*** PROVIDED MATERIAL

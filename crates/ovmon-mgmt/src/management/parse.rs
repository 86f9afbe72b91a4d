//! Parsers for management-interface replies.
//!
//! All functions are pure over the reply text. Version parsing is strict;
//! state and stats tolerate missing fields as long as the overall shape is
//! recognisable; session listings skip rows they cannot read.

use crate::management::types::*;
use chrono::{DateTime, NaiveDateTime, Utc};
use log::warn;
use std::collections::HashMap;

// ━━━━━━━━━━━━━━━━━━━━━━━━━━━━━━━━━━━━━━━━━━━━━━━━━━━━━━━━━━━━━━━━━━
//  Version
// ━━━━━━━━━━━━━━━━━━━━━━━━━━━━━━━━━━━━━━━━━━━━━━━━━━━━━━━━━━━━━━━━━━

/// Extract the release banner from a `version` reply.
pub fn parse_release(reply: &str) -> MonitorResult<String> {
    reply
        .lines()
        .map(str::trim)
        .filter(|l| l.starts_with("OpenVPN Version"))
        .find_map(|l| l.split_once(": ").map(|(_, rest)| rest.to_string()))
        .ok_or_else(|| {
            MonitorError::parse(
                "Unable to get OpenVPN version, no matches found in socket response.",
            )
        })
}

/// `"OpenVPN 2.6.8 x86_64…"` → `"2.6.8"`. An absent release stays absent.
pub fn parse_semver(release: Option<&str>) -> MonitorResult<Option<String>> {
    let release = match release {
        Some(r) => r,
        None => return Ok(None),
    };
    let re = regex::Regex::new(r"OpenVPN\s+(\d+\.\d+\.\d+)")
        .map_err(|e| MonitorError::parse("Invalid version pattern").with_detail(e.to_string()))?;
    re.captures(release)
        .map(|c| Some(c[1].to_string()))
        .ok_or_else(|| MonitorError::parse("Unable to parse version from release string."))
}

// ━━━━━━━━━━━━━━━━━━━━━━━━━━━━━━━━━━━━━━━━━━━━━━━━━━━━━━━━━━━━━━━━━━
//  State
// ━━━━━━━━━━━━━━━━━━━━━━━━━━━━━━━━━━━━━━━━━━━━━━━━━━━━━━━━━━━━━━━━━━

/// Parse a `state` reply:
/// `time,STATE,description,local_ip,remote_ip[,remote_port,local_addr,local_port,local_ipv6]`.
pub fn parse_state(reply: &str) -> MonitorResult<ServerState> {
    let fields = reply
        .lines()
        .map(str::trim)
        .filter(|l| is_payload_line(l))
        .map(|l| l.split(',').collect::<Vec<_>>())
        .find(|f| f.len() >= 2)
        .ok_or_else(|| {
            MonitorError::parse("Unable to parse server state, no state line found in socket response.")
        })?;

    let remote_ip = non_empty(fields.get(4).copied());
    Ok(ServerState {
        up_since: fields[0].trim().parse::<i64>().ok().and_then(from_unix),
        connected: non_empty(fields.get(1).copied()),
        local_ip: non_empty(fields.get(3).copied()),
        mode: if remote_ip.is_some() {
            InstanceMode::Client
        } else {
            InstanceMode::Server
        },
        remote_ip,
        success: fields.get(2).map(|s| s.trim()) == Some("SUCCESS"),
    })
}

// ━━━━━━━━━━━━━━━━━━━━━━━━━━━━━━━━━━━━━━━━━━━━━━━━━━━━━━━━━━━━━━━━━━
//  Load stats
// ━━━━━━━━━━━━━━━━━━━━━━━━━━━━━━━━━━━━━━━━━━━━━━━━━━━━━━━━━━━━━━━━━━

/// Parse `SUCCESS: nclients=N,bytesin=N,bytesout=N`.
pub fn parse_load_stats(reply: &str) -> MonitorResult<ServerStats> {
    let line = reply
        .lines()
        .map(str::trim)
        .find(|l| l.starts_with("SUCCESS:"))
        .ok_or_else(|| {
            MonitorError::parse("Unable to parse load-stats, no SUCCESS line found in socket response.")
                .with_detail(reply.lines().next().unwrap_or_default().trim().to_string())
        })?;

    let values: HashMap<&str, &str> = line["SUCCESS:".len()..]
        .split(',')
        .filter_map(|pair| pair.split_once('='))
        .map(|(k, v)| (k.trim(), v.trim()))
        .collect();

    let counter = |name: &str| -> MonitorResult<u64> {
        values
            .get(name)
            .and_then(|v| v.parse().ok())
            .ok_or_else(|| MonitorError::parse(format!("Missing or invalid '{}' in load-stats response", name)))
    };

    Ok(ServerStats {
        client_count: counter("nclients")?,
        bytes_in: counter("bytesin")?,
        bytes_out: counter("bytesout")?,
    })
}

// ━━━━━━━━━━━━━━━━━━━━━━━━━━━━━━━━━━━━━━━━━━━━━━━━━━━━━━━━━━━━━━━━━━
//  Sessions
// ━━━━━━━━━━━━━━━━━━━━━━━━━━━━━━━━━━━━━━━━━━━━━━━━━━━━━━━━━━━━━━━━━━

/// Parse a `status` reply into one record per peer.
///
/// Understands `status 2`/`status 3` (comma or tab), the legacy `status 1`
/// layout, and the `OpenVPN STATISTICS` block a client-mode instance returns.
pub fn parse_sessions(reply: &str) -> MonitorResult<Vec<SessionStats>> {
    let lines: Vec<&str> = reply
        .lines()
        .map(|l| l.trim_end_matches('\r'))
        .filter(|l| is_payload_line(l.trim()))
        .collect();

    if lines.iter().any(|l| l.starts_with("OpenVPN STATISTICS")) {
        return Ok(vec![SessionStats::Local(parse_local_stats(&lines))]);
    }
    if lines
        .iter()
        .any(|l| l.starts_with("CLIENT_LIST") || l.starts_with("HEADER"))
    {
        return Ok(parse_client_list(&lines));
    }
    if lines.iter().any(|l| l.starts_with("OpenVPN CLIENT LIST")) {
        return Ok(parse_legacy_client_list(&lines));
    }
    Err(MonitorError::parse("Unrecognised status response from management interface.")
        .with_detail(lines.first().copied().unwrap_or_default().to_string()))
}

fn parse_local_stats(lines: &[&str]) -> LocalClientStats {
    let mut stats = LocalClientStats::default();
    for line in lines {
        let Some((key, value)) = line.split_once(',') else {
            continue;
        };
        let Ok(value) = value.trim().parse::<u64>() else {
            continue;
        };
        match key.trim() {
            "TUN/TAP read bytes" => stats.tun_tap_read = value,
            "TUN/TAP write bytes" => stats.tun_tap_write = value,
            "TCP/UDP read bytes" => stats.tcp_udp_read = value,
            "TCP/UDP write bytes" => stats.tcp_udp_write = value,
            "Auth read bytes" => stats.auth_read = value,
            _ => {}
        }
    }
    stats
}

/// Column positions inside a `CLIENT_LIST` row.
#[derive(Debug, Clone, PartialEq)]
struct ClientListLayout {
    common_name: Option<usize>,
    real_address: Option<usize>,
    virtual_address: Option<usize>,
    virtual_ipv6_address: Option<usize>,
    bytes_received: usize,
    bytes_sent: usize,
    connected_since: Option<usize>,
    connected_since_unix: Option<usize>,
    username: Option<usize>,
    client_id: Option<usize>,
    peer_id: Option<usize>,
    cipher: Option<usize>,
}

impl Default for ClientListLayout {
    /// 2.4+ column order.
    fn default() -> Self {
        Self {
            common_name: Some(1),
            real_address: Some(2),
            virtual_address: Some(3),
            virtual_ipv6_address: Some(4),
            bytes_received: 5,
            bytes_sent: 6,
            connected_since: Some(7),
            connected_since_unix: Some(8),
            username: Some(9),
            client_id: Some(10),
            peer_id: Some(11),
            cipher: Some(12),
        }
    }
}

impl ClientListLayout {
    /// Build from `HEADER,CLIENT_LIST,<names…>`. Names sit one position to
    /// the right of their row columns because of the leading `HEADER`.
    fn from_header(fields: &[&str]) -> Option<Self> {
        let column = |name: &str| {
            fields
                .iter()
                .skip(2)
                .position(|f| f.trim() == name)
                .map(|i| i + 1)
        };
        Some(Self {
            common_name: column("Common Name"),
            real_address: column("Real Address"),
            virtual_address: column("Virtual Address"),
            virtual_ipv6_address: column("Virtual IPv6 Address"),
            bytes_received: column("Bytes Received")?,
            bytes_sent: column("Bytes Sent")?,
            connected_since: column("Connected Since"),
            connected_since_unix: column("Connected Since (time_t)"),
            username: column("Username"),
            client_id: column("Client ID"),
            peer_id: column("Peer ID"),
            cipher: column("Data Channel Cipher"),
        })
    }

    fn parse_row(&self, fields: &[&str]) -> Option<RemoteSession> {
        let text = |idx: Option<usize>| non_empty(idx.and_then(|i| fields.get(i).copied()));
        let number = |idx: Option<usize>| {
            idx.and_then(|i| fields.get(i))
                .and_then(|v| v.trim().parse::<u64>().ok())
        };
        let connected_since = number(self.connected_since_unix)
            .and_then(|t| from_unix(t as i64))
            .or_else(|| text(self.connected_since).as_deref().and_then(parse_ctime));

        Some(RemoteSession {
            client_id: number(self.client_id),
            common_name: text(self.common_name),
            real_address: text(self.real_address),
            virtual_address: text(self.virtual_address),
            virtual_ipv6_address: text(self.virtual_ipv6_address),
            bytes_received: number(Some(self.bytes_received))?,
            bytes_sent: number(Some(self.bytes_sent))?,
            connected_since,
            username: text(self.username).filter(|u| u != "UNDEF"),
            peer_id: number(self.peer_id),
            cipher: text(self.cipher),
        })
    }
}

fn split_record(line: &str) -> Vec<&str> {
    if line.contains('\t') {
        line.split('\t').collect()
    } else {
        line.split(',').collect()
    }
}

fn parse_client_list(lines: &[&str]) -> Vec<SessionStats> {
    let mut layout = ClientListLayout::default();
    let mut sessions = Vec::new();

    for line in lines {
        let fields = split_record(line);
        match (fields.first().copied(), fields.get(1).copied()) {
            (Some("HEADER"), Some("CLIENT_LIST")) => match ClientListLayout::from_header(&fields) {
                Some(l) => layout = l,
                None => warn!("CLIENT_LIST header without byte counters, keeping default layout: {}", line),
            },
            (Some("CLIENT_LIST"), _) => match layout.parse_row(&fields) {
                Some(s) => sessions.push(SessionStats::Remote(s)),
                None => warn!("Skipping unreadable CLIENT_LIST row: {}", line),
            },
            _ => {}
        }
    }
    sessions
}

/// `status 1`: a `Common Name,Real Address,Bytes Received,Bytes Sent,Connected Since`
/// table, then a routing table whose virtual addresses are attached by real address.
fn parse_legacy_client_list(lines: &[&str]) -> Vec<SessionStats> {
    #[derive(PartialEq)]
    enum Section {
        Preamble,
        Clients,
        Routes,
        Done,
    }

    let mut section = Section::Preamble;
    let mut sessions: Vec<RemoteSession> = Vec::new();
    let mut routes: HashMap<String, String> = HashMap::new();

    for line in lines {
        if line.starts_with("Common Name,") {
            section = Section::Clients;
            continue;
        }
        if line.starts_with("ROUTING TABLE") {
            section = Section::Routes;
            continue;
        }
        if line.starts_with("GLOBAL STATS") {
            section = Section::Done;
            continue;
        }
        let fields: Vec<&str> = line.split(',').collect();
        match section {
            Section::Clients => {
                let parsed = if fields.len() >= 5 {
                    match (fields[2].trim().parse(), fields[3].trim().parse()) {
                        (Ok(rx), Ok(tx)) => Some(RemoteSession {
                            common_name: non_empty(Some(fields[0])),
                            real_address: non_empty(Some(fields[1])),
                            bytes_received: rx,
                            bytes_sent: tx,
                            connected_since: parse_ctime(fields[4]),
                            ..Default::default()
                        }),
                        _ => None,
                    }
                } else {
                    None
                };
                match parsed {
                    Some(s) => sessions.push(s),
                    None => warn!("Skipping unreadable client row: {}", line),
                }
            }
            Section::Routes => {
                if fields.len() >= 3 && fields[0] != "Virtual Address" {
                    routes
                        .entry(fields[2].trim().to_string())
                        .or_insert_with(|| fields[0].trim().to_string());
                }
            }
            Section::Preamble | Section::Done => {}
        }
    }

    sessions
        .into_iter()
        .map(|mut s| {
            if let Some(real) = &s.real_address {
                s.virtual_address = routes.get(real).cloned();
            }
            SessionStats::Remote(s)
        })
        .collect()
}

// ━━━━━━━━━━━━━━━━━━━━━━━━━━━━━━━━━━━━━━━━━━━━━━━━━━━━━━━━━━━━━━━━━━
//  Helpers
// ━━━━━━━━━━━━━━━━━━━━━━━━━━━━━━━━━━━━━━━━━━━━━━━━━━━━━━━━━━━━━━━━━━

/// Lines that belong to a reply body: not blank, not `END`, not a `>` notification.
fn is_payload_line(line: &str) -> bool {
    !line.is_empty() && line != "END" && !line.starts_with('>')
}

fn non_empty(s: Option<&str>) -> Option<String> {
    s.map(str::trim).filter(|s| !s.is_empty()).map(str::to_string)
}

fn from_unix(secs: i64) -> Option<DateTime<Utc>> {
    DateTime::from_timestamp(secs, 0)
}

/// `Thu Jun 18 04:23:03 2009` (server local time, taken as UTC).
fn parse_ctime(s: &str) -> Option<DateTime<Utc>> {
    let normalized = s.split_whitespace().collect::<Vec<_>>().join(" ");
    NaiveDateTime::parse_from_str(&normalized, "%a %b %d %H:%M:%S %Y")
        .ok()
        .map(|n| n.and_utc())
}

******

# TASK OBJECTIVE
Nothing but a number should be given: the count of lines in the records that contain the word "STATISTICS".

# SOLUTION TO THE PROBLEM
2